If you’re curious about learning R, this exercise could be a fun little first challenge!

While excel works, it often introduces problems that shouldn’t be there: in this exercise it isn’t able to plot the age in millions of years ago (Ma) as a date, because it doesn’t have enough digits for conversion. As a workaround you can convert it to kyr in stead.

That is obviously stupid. And it’s not the only frustrating excel thing you may run into. One of the nice things about using a scripting language—such as python or R—instead, is that your work becomes reproducible and you and others can use your tricks again in the future!

Here we show you how you could do this exercise in R. Please play around first and enjoy the struggle for a bit.

installation

Install R and RStudio. R is the programming language and RStudio is a friendly graphical interface (or technically Integrated Development Environment) for R.

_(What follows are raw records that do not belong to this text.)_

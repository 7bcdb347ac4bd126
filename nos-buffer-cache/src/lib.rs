//! NOS Buffer Cache
//!
//! A fixed pool of block buffers shared by the file system and the mapped
//! file fault path. A given `(dev, blockno)` occupies at most one slot at a
//! time, so every caller sees the same copy of a block.
//!
//! ```text
//! let buf = bcache().read(dev, blockno);   // locked, contents valid
//! ... modify buf ...
//! bcache().write(&buf);                    // synchronous write-through
//! bcache().release(buf);                   // or simply drop it
//! ```

#![cfg_attr(not(test), no_std)]
#![warn(clippy::all)]

extern crate alloc;

pub mod cache;
pub mod config;
pub mod hash;
mod lru;

pub use cache::{bcache, init, BufGuard, BufferCache, CacheStats, PinnedBuf};
pub use config::{CacheConfig, NBUCKET, NBUF};
pub use nos_api::BSIZE;
impl BufferCache {
    /// Build the pool. Slots are dealt round-robin onto the shards.
    pub fn new(config: CacheConfig, device: Box<dyn BlockDevice>) -> Self {
        let slots: Vec<Slot> = (0..config.nbuf).map(|_| Slot::new()).collect();
        let shards: Vec<Mutex<CacheStats>> =
            (0..config.nbucket).map(|_| Mutex::new(CacheStats::default())).collect();
        let lru = LruLists::new(config.nbuf, config.nbucket);
        for slot in 0..config.nbuf {
            lru.push_front(slot % config.nbucket, slot);
        }
        debug!("bcache: {} buffers in {} shards", config.nbuf, config.nbucket);
        Self {
            config,
            device,
            slots: slots.into_boxed_slice(),
            shards: shards.into_boxed_slice(),
            lru,
            evict: Mutex::new(()),
        }
    }

    pub fn config(&self) -> CacheConfig {
        self.config
    }

    fn shard_of(&self, dev: u32, blockno: u32) -> usize {
        bucket(dev, blockno, self.config.nbucket)
    }

    /// Slot of `list` currently naming `(dev, blockno)`. Caller holds the
    /// shard lock.
    fn lookup(&self, list: usize, dev: u32, blockno: u32) -> Option<usize> {
        self.lru.iter_mru(list).find(|&slot| self.slots[slot].holds(dev, blockno))
    }

    /// Least recently used unreferenced slot of `list`. Caller holds the
    /// shard lock.
    fn unreferenced(&self, list: usize) -> Option<usize> {
        self.lru
            .iter_lru(list)
            .find(|&slot| self.slots[slot].refcnt.load(Ordering::Relaxed) == 0)
    }

    /// Take a reference on the slot for `(dev, blockno)`, recycling a free
    /// slot on a miss. The returned slot is not locked yet.
    fn get(&self, dev: u32, blockno: u32) -> usize {
        let id = self.shard_of(dev, blockno);
        {
            let mut stats = self.shards[id].lock();
            if let Some(slot) = self.lookup(id, dev, blockno) {
                self.slots[slot].refcnt.fetch_add(1, Ordering::Relaxed);
                stats.hits += 1;
                return slot;
            }
            if let Some(slot) = self.unreferenced(id) {
                stats.misses += 1;
                self.claim(slot, dev, blockno);
                return slot;
            }
        }

        let _evict = self.evict.lock();
        let mut stats = self.shards[id].lock();
        // Someone else may have brought the block in meanwhile.
        if let Some(slot) = self.lookup(id, dev, blockno) {
            self.slots[slot].refcnt.fetch_add(1, Ordering::Relaxed);
            stats.hits += 1;
            return slot;
        }
        stats.misses += 1;
        let slot = match self.unreferenced(id) {
            Some(slot) => slot,
            None => self.steal(id, &mut stats),
        };
        self.claim(slot, dev, blockno);
        slot
    }

    /// Rename an unreferenced slot to `(dev, blockno)` with one reference.
    /// Caller holds the lock of the shard listing it.
    fn claim(&self, slot: usize, dev: u32, blockno: u32) {
        let s = &self.slots[slot];
        s.dev.store(dev, Ordering::Relaxed);
        s.blockno.store(blockno, Ordering::Relaxed);
        s.valid.store(false, Ordering::Relaxed);
        s.refcnt.store(1, Ordering::Relaxed);
    }

    /// Move a free slot from some other shard into shard `id`, visiting the
    /// shards after `id` in order. Holds at most one foreign shard lock.
    fn steal(&self, id: usize, stats: &mut CacheStats) -> usize {
        let n = self.config.nbucket;
        for victim in (1..n).map(|k| (id + k) % n) {
            let _victim_lock = self.shards[victim].lock();
            if let Some(slot) = self.unreferenced(victim) {
                self.lru.move_to_front(id, slot);
                stats.steals += 1;
                trace!("bcache: slot {} moved from shard {} to {}", slot, victim, id);
                return slot;
            }
        }
        panic!("bget: no buffers");
    }

    /// Lock the payload of a referenced slot
    fn hold(&self, slot: usize, dev: u32, blockno: u32) -> BufGuard<'_> {
        BufGuard {
            cache: self,
            slot,
            dev,
            blockno,
            data: Some(self.slots[slot].data.lock()),
        }
    }

    /// Return the buffer for block `blockno` of `dev`, locked, with its
    /// contents read from the device if they were not cached.
    pub fn read(&self, dev: u32, blockno: u32) -> BufGuard<'_> {
        let slot = self.get(dev, blockno);
        let mut buf = self.hold(slot, dev, blockno);
        let s = &self.slots[slot];
        if !s.valid.load(Ordering::Acquire) {
            self.device.read_block(dev, blockno, &mut buf[..]);
            s.valid.store(true, Ordering::Release);
        }
        buf
    }

    /// Write the buffer's contents to the device
    pub fn write(&self, buf: &BufGuard<'_>) {
        self.device.write_block(buf.dev, buf.blockno, &buf[..]);
    }

    /// Unlock the buffer and drop the caller's reference
    pub fn release(&self, buf: BufGuard<'_>) {
        drop(buf);
    }

    /// Keep the buffer's slot from being recycled after release
    pub fn pin(&self, buf: &BufGuard<'_>) -> PinnedBuf {
        let _shard = self.shards[self.shard_of(buf.dev, buf.blockno)].lock();
        self.slots[buf.slot].refcnt.fetch_add(1, Ordering::Relaxed);
        PinnedBuf {
            slot: buf.slot,
            dev: buf.dev,
            blockno: buf.blockno,
        }
    }

    pub fn unpin(&self, pin: PinnedBuf) {
        let _shard = self.shards[self.shard_of(pin.dev, pin.blockno)].lock();
        let refcnt = &self.slots[pin.slot].refcnt;
        if refcnt.load(Ordering::Relaxed) == 0 {
            panic!("bunpin: refcnt");
        }
        refcnt.fetch_sub(1, Ordering::Relaxed);
    }

    fn unref(&self, slot: usize, dev: u32, blockno: u32) {
        let id = self.shard_of(dev, blockno);
        let _shard = self.shards[id].lock();
        let refcnt = &self.slots[slot].refcnt;
        if refcnt.load(Ordering::Relaxed) == 0 {
            panic!("brelse: refcnt");
        }
        if refcnt.fetch_sub(1, Ordering::Relaxed) == 1 {
            self.lru.move_to_front(id, slot);
        }
    }

    /// Reference count of the slot naming `(dev, blockno)`, if any
    pub fn refcnt(&self, dev: u32, blockno: u32) -> Option<u32> {
        let id = self.shard_of(dev, blockno);
        let _shard = self.shards[id].lock();
        self.lookup(id, dev, blockno)
            .map(|slot| self.slots[slot].refcnt.load(Ordering::Relaxed))
    }

    /// Whether the contents of `(dev, blockno)` are in memory
    pub fn is_cached(&self, dev: u32, blockno: u32) -> bool {
        let id = self.shard_of(dev, blockno);
        let _shard = self.shards[id].lock();
        self.lookup(id, dev, blockno)
            .is_some_and(|slot| self.slots[slot].valid.load(Ordering::Acquire))
    }

    /// Counters summed over all shards
    pub fn stats(&self) -> CacheStats {
        self.shards
            .iter()
            .map(|shard| *shard.lock())
            .fold(CacheStats::default(), CacheStats::merge)
    }

    pub fn shard_stats(&self, shard: usize) -> CacheStats {
        *self.shards[shard].lock()
    }
}

/// A locked, referenced buffer. Dropping it releases the buffer.
pub struct BufGuard<'a> {
    cache: &'a BufferCache,
    slot: usize,
    dev: u32,
    blockno: u32,
    data: Option<SleeplockGuard<'a, [u8; BSIZE]>>,
}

If you don’t know how, you can follow many online guides, such as this edX course. Note that for Mac users there are some additional installation steps required.

Install the required packages—extensions of R that make life even easier!—by opening RStudio and going to the bottom-left panel (the terminal) and typing, e.g.:

install.packages("ggplot2")

Or, if you want to use ggplot2, dplyr, purrr, etc., which I highly recommend, install them all at once with:

install.packages("tidyverse")

since they are part of the tidyverse, a collection of packages that makes R amazing.

load the libraries

These commands make the package functions available for use in your session:

library(readr)      # to read in the csv file (or use readxslx to read in excel files)
library(ggplot2)    # for plotting
library(patchwork)  # for composite plots
library(dplyr)      # for tidy data manipulation
library(tidyr)

getting started

As a start, I highly recommend reading through the freely available book R for data science by Hadley Wickham. You can also try the datacamp Introduction to R online course, which helped me get started initially. One last resource to get you started is to install the package swirl and interactively learn the basics right from R.

install.packges("swirl")
library(swirl)
swirl()

getting help

When you have problems or questions, have a look at any error messages if present and consult the documentation of the function of interest with, ?function_name or search for a topic with ??topic.

e.g., enter:

?ggplot

in the terminal.

If When you have questions, search! This is not considered cheating! StackOverflow, your search engine, and sometimes even twitter #Rlang are your friends!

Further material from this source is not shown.